**TASK:**
Below are the records; copy exactly the stretch from the line containing "use apollo_compiler::Schema;" through the line containing "pub fn contains(&self, word: &str)", both ends included, and nothing else.

**Records drawn from a dataset:**
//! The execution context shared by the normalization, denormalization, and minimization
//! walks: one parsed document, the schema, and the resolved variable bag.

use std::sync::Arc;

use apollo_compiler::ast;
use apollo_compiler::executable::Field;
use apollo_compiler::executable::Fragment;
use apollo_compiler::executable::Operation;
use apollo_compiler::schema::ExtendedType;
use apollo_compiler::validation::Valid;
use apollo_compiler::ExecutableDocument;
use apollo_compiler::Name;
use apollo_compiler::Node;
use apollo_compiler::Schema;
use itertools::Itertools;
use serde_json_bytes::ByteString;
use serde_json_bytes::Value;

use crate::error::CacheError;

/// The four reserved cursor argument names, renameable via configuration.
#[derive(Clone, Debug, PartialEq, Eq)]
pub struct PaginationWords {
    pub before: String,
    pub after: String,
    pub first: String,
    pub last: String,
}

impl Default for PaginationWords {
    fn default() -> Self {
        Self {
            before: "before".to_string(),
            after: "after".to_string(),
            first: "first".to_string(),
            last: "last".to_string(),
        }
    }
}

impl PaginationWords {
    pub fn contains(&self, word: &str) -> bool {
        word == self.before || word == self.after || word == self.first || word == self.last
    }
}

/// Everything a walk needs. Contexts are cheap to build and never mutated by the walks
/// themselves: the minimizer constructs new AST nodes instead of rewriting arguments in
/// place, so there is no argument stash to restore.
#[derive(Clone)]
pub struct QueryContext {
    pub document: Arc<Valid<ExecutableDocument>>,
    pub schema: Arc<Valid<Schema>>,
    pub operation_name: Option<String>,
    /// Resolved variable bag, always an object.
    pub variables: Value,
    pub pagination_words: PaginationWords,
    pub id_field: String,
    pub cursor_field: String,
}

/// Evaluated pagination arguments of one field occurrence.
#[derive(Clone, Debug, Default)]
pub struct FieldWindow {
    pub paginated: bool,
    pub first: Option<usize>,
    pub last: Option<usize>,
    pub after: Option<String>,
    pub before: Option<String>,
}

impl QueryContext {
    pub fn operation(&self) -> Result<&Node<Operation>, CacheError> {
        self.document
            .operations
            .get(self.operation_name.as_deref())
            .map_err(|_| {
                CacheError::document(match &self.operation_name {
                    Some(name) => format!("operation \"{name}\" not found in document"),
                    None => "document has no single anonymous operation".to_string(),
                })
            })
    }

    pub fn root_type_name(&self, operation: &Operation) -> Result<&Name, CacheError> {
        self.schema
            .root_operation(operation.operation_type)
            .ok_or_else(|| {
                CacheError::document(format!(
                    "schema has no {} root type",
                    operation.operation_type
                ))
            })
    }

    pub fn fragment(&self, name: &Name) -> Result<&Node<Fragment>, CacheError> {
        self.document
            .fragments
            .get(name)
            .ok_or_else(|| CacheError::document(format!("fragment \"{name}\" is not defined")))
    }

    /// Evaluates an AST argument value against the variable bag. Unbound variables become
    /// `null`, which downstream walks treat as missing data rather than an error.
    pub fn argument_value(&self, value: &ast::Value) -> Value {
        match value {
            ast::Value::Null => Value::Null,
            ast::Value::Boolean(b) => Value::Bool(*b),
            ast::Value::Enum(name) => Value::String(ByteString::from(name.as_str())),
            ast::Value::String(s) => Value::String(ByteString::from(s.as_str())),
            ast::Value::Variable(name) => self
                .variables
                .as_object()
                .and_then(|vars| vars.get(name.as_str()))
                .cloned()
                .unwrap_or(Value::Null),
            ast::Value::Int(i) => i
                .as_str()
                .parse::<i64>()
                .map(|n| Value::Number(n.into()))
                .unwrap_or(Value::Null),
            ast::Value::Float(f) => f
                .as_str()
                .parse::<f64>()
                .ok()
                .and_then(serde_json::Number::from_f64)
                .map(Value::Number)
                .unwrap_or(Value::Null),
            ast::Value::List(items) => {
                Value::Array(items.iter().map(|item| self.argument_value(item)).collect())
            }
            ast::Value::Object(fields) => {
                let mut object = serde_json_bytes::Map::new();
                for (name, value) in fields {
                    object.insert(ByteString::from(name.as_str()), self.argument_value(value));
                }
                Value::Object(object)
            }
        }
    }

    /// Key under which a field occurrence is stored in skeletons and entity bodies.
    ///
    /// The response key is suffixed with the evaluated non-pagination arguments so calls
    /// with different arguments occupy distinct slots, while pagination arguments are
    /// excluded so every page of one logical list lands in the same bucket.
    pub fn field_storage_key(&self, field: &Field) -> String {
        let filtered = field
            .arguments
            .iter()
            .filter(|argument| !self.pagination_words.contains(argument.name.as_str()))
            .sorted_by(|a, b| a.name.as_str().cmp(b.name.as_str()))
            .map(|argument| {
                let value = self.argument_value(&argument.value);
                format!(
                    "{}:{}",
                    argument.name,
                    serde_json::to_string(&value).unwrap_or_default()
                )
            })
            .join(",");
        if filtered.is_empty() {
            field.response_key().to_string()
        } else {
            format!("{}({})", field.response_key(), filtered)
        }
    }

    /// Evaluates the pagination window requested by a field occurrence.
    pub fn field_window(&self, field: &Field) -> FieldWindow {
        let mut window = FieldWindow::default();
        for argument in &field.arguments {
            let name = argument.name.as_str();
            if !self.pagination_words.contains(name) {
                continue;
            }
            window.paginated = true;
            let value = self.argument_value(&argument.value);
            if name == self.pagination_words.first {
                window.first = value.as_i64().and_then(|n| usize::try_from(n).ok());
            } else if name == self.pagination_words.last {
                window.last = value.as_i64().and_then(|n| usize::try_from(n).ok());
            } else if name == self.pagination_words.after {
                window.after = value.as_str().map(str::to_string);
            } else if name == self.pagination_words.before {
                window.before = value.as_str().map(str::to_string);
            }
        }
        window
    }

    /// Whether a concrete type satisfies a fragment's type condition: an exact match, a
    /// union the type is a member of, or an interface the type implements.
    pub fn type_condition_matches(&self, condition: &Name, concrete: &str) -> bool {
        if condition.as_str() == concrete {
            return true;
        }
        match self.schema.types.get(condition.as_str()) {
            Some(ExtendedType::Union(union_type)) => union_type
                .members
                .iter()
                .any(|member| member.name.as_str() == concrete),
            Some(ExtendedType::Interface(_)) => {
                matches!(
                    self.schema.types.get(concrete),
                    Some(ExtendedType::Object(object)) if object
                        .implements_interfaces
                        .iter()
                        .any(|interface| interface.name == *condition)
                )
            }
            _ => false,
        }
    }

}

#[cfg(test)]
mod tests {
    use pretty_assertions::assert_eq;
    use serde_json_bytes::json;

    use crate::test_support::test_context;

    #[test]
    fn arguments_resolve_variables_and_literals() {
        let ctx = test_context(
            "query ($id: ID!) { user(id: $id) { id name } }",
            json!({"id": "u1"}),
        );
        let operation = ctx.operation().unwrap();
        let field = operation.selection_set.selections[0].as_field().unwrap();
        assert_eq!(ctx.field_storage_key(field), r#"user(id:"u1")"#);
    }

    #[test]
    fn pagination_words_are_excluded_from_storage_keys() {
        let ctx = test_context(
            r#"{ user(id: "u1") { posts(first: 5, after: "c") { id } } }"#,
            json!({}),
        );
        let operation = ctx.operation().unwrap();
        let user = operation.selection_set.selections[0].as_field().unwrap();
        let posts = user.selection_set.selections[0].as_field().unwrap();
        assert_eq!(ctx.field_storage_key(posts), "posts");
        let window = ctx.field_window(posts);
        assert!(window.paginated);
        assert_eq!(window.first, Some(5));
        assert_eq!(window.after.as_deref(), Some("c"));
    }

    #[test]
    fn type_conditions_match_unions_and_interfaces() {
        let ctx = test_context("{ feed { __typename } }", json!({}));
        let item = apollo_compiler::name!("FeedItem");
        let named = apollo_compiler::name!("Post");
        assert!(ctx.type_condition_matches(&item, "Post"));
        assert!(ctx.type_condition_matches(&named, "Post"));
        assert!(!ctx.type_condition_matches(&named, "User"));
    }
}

**TASK OUTPUT:**
use apollo_compiler::Schema;
use itertools::Itertools;
use serde_json_bytes::ByteString;
use serde_json_bytes::Value;

use crate::error::CacheError;

/// The four reserved cursor argument names, renameable via configuration.
#[derive(Clone, Debug, PartialEq, Eq)]
pub struct PaginationWords {
    pub before: String,
    pub after: String,
    pub first: String,
    pub last: String,
}

impl Default for PaginationWords {
    fn default() -> Self {
        Self {
            before: "before".to_string(),
            after: "after".to_string(),
            first: "first".to_string(),
            last: "last".to_string(),
        }
    }
}

impl PaginationWords {
    pub fn contains(&self, word: &str) -> bool {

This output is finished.